Collected data

◆ ◆ ◆ ◆ ◆

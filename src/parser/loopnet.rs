use chrono::Utc;
use scraper::{ElementRef, Html, Selector};
use tracing::{debug, warn};
use url::Url;

use crate::config::PropertyType;
use crate::error::CrawlerError;
use crate::parser::html_parser::{absolute_url, element_text, first_text, parse_price, selector, ListingPageParser, ParsedPage};
use crate::parser::Listing;

pub const LOOPNET_SITE: &str = "loopnet";
pub const LOOPNET_BASE_URL: &str = "https://www.loopnet.com/";

const DETAILS_PREFIX: &str = "More details for ";

/// Parser for LoopNet search result placards
pub struct LoopNetParser {
    base: Url,
    card_selector: Selector,
    fallback_card_selector: Selector,
    street_selector: Selector,
    locality_selector: Selector,
    price_selector: Selector,
    data_point_selector: Selector,
    link_selector: Selector,
    description_selector: Selector,
    details_link_selector: Selector,
}

impl LoopNetParser {
    pub fn new() -> Result<Self, CrawlerError> {
        Ok(Self {
            base: Url::parse(LOOPNET_BASE_URL).map_err(|e| CrawlerError::Parse(e.to_string()))?,
            card_selector: selector("div.placard-content")?,
            fallback_card_selector: selector(".property-card, article.placard")?,
            street_selector: selector("h4 a")?,
            locality_selector: selector("a.subtitle-beta")?,
            price_selector: selector("li[name='Price']")?,
            data_point_selector: selector("ul.data-points-2c li")?,
            link_selector: selector("a[title*='More details']")?,
            description_selector: selector("p.placard-description, .description-text")?,
            details_link_selector: selector("a[title*='More details for']")?,
        })
    }

    fn parse_card(&self, card: ElementRef) -> Result<Option<Listing>, CrawlerError> {
        // promoted tiles and ads carry no details link
        let link = match card.select(&self.link_selector).next() {
            Some(link) => link,
            None => return Ok(None),
        };

        let url = link
            .value()
            .attr("href")
            .and_then(|href| absolute_url(&self.base, href))
            .ok_or_else(|| CrawlerError::Parse("placard details link has no usable href".to_string()))?;

        let street = first_text(card, &self.street_selector);
        let locality = first_text(card, &self.locality_selector);
        let from_title = link.value().attr("title").and_then(parse_details_title);

        let title = street
            .clone()
            .or_else(|| from_title.as_ref().map(|(address, _)| address.clone()))
            .ok_or_else(|| CrawlerError::Parse(format!("placard {} has neither address nor title", url)))?;

        let address = match (&street, &locality) {
            (Some(street), Some(locality)) => format!("{}, {}", street, locality),
            (Some(street), None) => street.clone(),
            (None, _) => title.clone(),
        };

        let data_points: Vec<String> = card.select(&self.data_point_selector).map(element_text).collect();
        let property_type = data_points
            .get(2)
            .and_then(|text| text.parse::<PropertyType>().ok())
            .or_else(|| from_title.and_then(|(_, kind)| kind));
        let size = data_points
            .iter()
            .find(|text| text.contains(" SF") || text.ends_with(" AC"))
            .cloned()
            .unwrap_or_default();

        let listing = Listing::new(LOOPNET_SITE, title, url)
            .with_address(address)
            .with_price(first_text(card, &self.price_selector).as_deref().and_then(parse_price))
            .with_property_type(property_type)
            .with_size(size)
            .with_description(first_text(card, &self.description_selector).unwrap_or_default());

        Ok(Some(listing))
    }

    /// Last resort when the placard markup changed: every details link's
    /// title attribute still names the property.
    fn parse_details_links(&self, document: &Html) -> ParsedPage {
        let mut page = ParsedPage::default();
        let now = Utc::now();

        for link in document.select(&self.details_link_selector) {
            let url = link.value().attr("href").and_then(|href| absolute_url(&self.base, href));
            let details = link.value().attr("title").and_then(parse_details_title);

            match (url, details) {
                (Some(url), Some((address, kind))) => {
                    if page.listings.iter().any(|l| l.url == url) {
                        continue;
                    }
                    page.listings.push(
                        Listing::new(LOOPNET_SITE, address.clone(), url)
                            .with_address(address)
                            .with_property_type(kind)
                            .discovered_at(now),
                    );
                }
                (None, _) => page.skipped.push("details link has no usable href".to_string()),
                (_, None) => page.skipped.push("details link title could not be parsed".to_string()),
            }
        }
        page
    }
}

impl ListingPageParser for LoopNetParser {
    fn site(&self) -> &'static str {
        LOOPNET_SITE
    }

    fn parse_results(&self, html: &str) -> ParsedPage {
        let document = Html::parse_document(html);

        let mut cards: Vec<ElementRef> = document.select(&self.card_selector).collect();
        if cards.is_empty() {
            cards = document.select(&self.fallback_card_selector).collect();
        }
        if cards.is_empty() {
            debug!("No LoopNet placards found, falling back to details links");
            return self.parse_details_links(&document);
        }

        let mut page = ParsedPage::default();
        for card in cards {
            match self.parse_card(card) {
                Ok(Some(listing)) if listing.is_valid() => page.listings.push(listing),
                Ok(Some(listing)) => page.skipped.push(format!("invalid listing at {}", listing.url)),
                Ok(None) => debug!("Skipping LoopNet placard without details link"),
                Err(e) => {
                    warn!("Failed to parse LoopNet placard: {}", e);
                    page.skipped.push(e.to_string());
                }
            }
        }

        debug!("Parsed {} LoopNet listings ({} skipped)", page.listings.len(), page.skipped.len());
        page
    }
}

/// `More details for 1201 3rd Ave, Seattle, WA - Office for Sale`
/// yields the address and, when recognisable, the property type.
fn parse_details_title(title: &str) -> Option<(String, Option<PropertyType>)> {
    let rest = title.trim().strip_prefix(DETAILS_PREFIX)?;
    let (address, tail) = match rest.rsplit_once(" - ") {
        Some((address, tail)) => (address.trim(), Some(tail)),
        None => (rest.trim(), None),
    };
    if address.is_empty() {
        return None;
    }
    let kind = tail
        .and_then(|tail| tail.split(" for ").next())
        .and_then(|kind| kind.parse::<PropertyType>().ok());
    Some((address.to_string(), kind))
}

#[cfg(test)]
mod tests {
    use super::*;

    const RESULTS_PAGE: &str = r##"
        <html><body>
          <div class="placard-content">
            <h4><a href="/Listing/1201-3rd-Ave-Seattle-WA/111/">1201 3rd Ave</a></h4>
            <a class="subtitle-beta">Seattle, WA 98101</a>
            <ul class="data-points-2c">
              <li name="Price">$4,250,000</li>
              <li>18,400 SF</li>
              <li>Office</li>
            </ul>
            <p class="placard-description">Corner building with retail frontage.</p>
            <a title="More details for 1201 3rd Ave - Office for Sale" href="/Listing/1201-3rd-Ave-Seattle-WA/111/">Details</a>
          </div>
          <div class="placard-content">
            <h4><a href="#">Sponsored</a></h4>
          </div>
          <div class="placard-content">
            <a class="subtitle-beta">Tacoma, WA</a>
            <a title="More details" href="/Listing/222/">Details</a>
          </div>
          <div class="placard-content">
            <h4><a>500 Pine St</a></h4>
            <ul class="data-points-2c">
              <li name="Price">Price Not Disclosed</li>
              <li>2.5 AC</li>
              <li>Retail</li>
            </ul>
            <a title="More details for 500 Pine St - Retail for Sale" href="https://www.loopnet.com/Listing/333/">Details</a>
          </div>
        </body></html>
    "##;

    #[test]
    fn test_parse_placards() {
        let parser = LoopNetParser::new().unwrap();
        let page = parser.parse_results(RESULTS_PAGE);

        assert_eq!(page.listings.len(), 2);
        // card without address/title is malformed, sponsored card is ignored
        assert_eq!(page.skipped.len(), 1);

        let first = &page.listings[0];
        assert_eq!(first.source_site, "loopnet");
        assert_eq!(first.title, "1201 3rd Ave");
        assert_eq!(first.address.as_deref(), Some("1201 3rd Ave, Seattle, WA 98101"));
        assert_eq!(first.price, Some(4_250_000));
        assert_eq!(first.property_type, Some(PropertyType::Office));
        assert_eq!(first.size.as_deref(), Some("18,400 SF"));
        assert_eq!(first.url, "https://www.loopnet.com/Listing/1201-3rd-Ave-Seattle-WA/111/");
        assert_eq!(first.description.as_deref(), Some("Corner building with retail frontage."));

        let second = &page.listings[1];
        assert_eq!(second.title, "500 Pine St");
        assert_eq!(second.price, None);
        assert_eq!(second.size.as_deref(), Some("2.5 AC"));
        assert_eq!(second.property_type, Some(PropertyType::Retail));
    }

    #[test]
    fn test_fallback_to_details_links() {
        let html = r#"
            <html><body>
              <a title="More details for 77 Harbor Way, Everett, WA - Industrial for Sale" href="/Listing/77/">x</a>
              <a title="More details for 77 Harbor Way, Everett, WA - Industrial for Sale" href="/Listing/77/">dup</a>
              <a title="More details for 9 Elm St" href="/Listing/9/">y</a>
            </body></html>
        "#;
        let parser = LoopNetParser::new().unwrap();
        let page = parser.parse_results(html);

        assert_eq!(page.listings.len(), 2);
        assert_eq!(page.listings[0].title, "77 Harbor Way, Everett, WA");
        assert_eq!(page.listings[0].property_type, Some(PropertyType::Industrial));
        assert_eq!(page.listings[0].url, "https://www.loopnet.com/Listing/77/");
        assert_eq!(page.listings[1].title, "9 Elm St");
        assert_eq!(page.listings[1].property_type, None);
    }

    #[test]
    fn test_empty_results_page() {
        let parser = LoopNetParser::new().unwrap();
        let page = parser.parse_results("<html><body><p>No results</p></body></html>");
        assert!(page.is_empty());
    }

    #[test]
    fn test_parse_details_title() {
        assert_eq!(
            parse_details_title("More details for 1 Main St - Multifamily for Sale"),
            Some(("1 Main St".to_string(), Some(PropertyType::MultiFamily)))
        );
        assert_eq!(parse_details_title("Something else"), None);
        assert_eq!(parse_details_title("More details for  - Office for Sale"), None);
    }
}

◆ ◆ ◆ ◆ ◆

WHAT IS NEEDED: Copy out each line of the data that includes the string "subtitle".

TASK RESPONSE:
            locality_selector: selector("a.subtitle-beta")?,
            <a class="subtitle-beta">Seattle, WA 98101</a>
            <a class="subtitle-beta">Tacoma, WA</a>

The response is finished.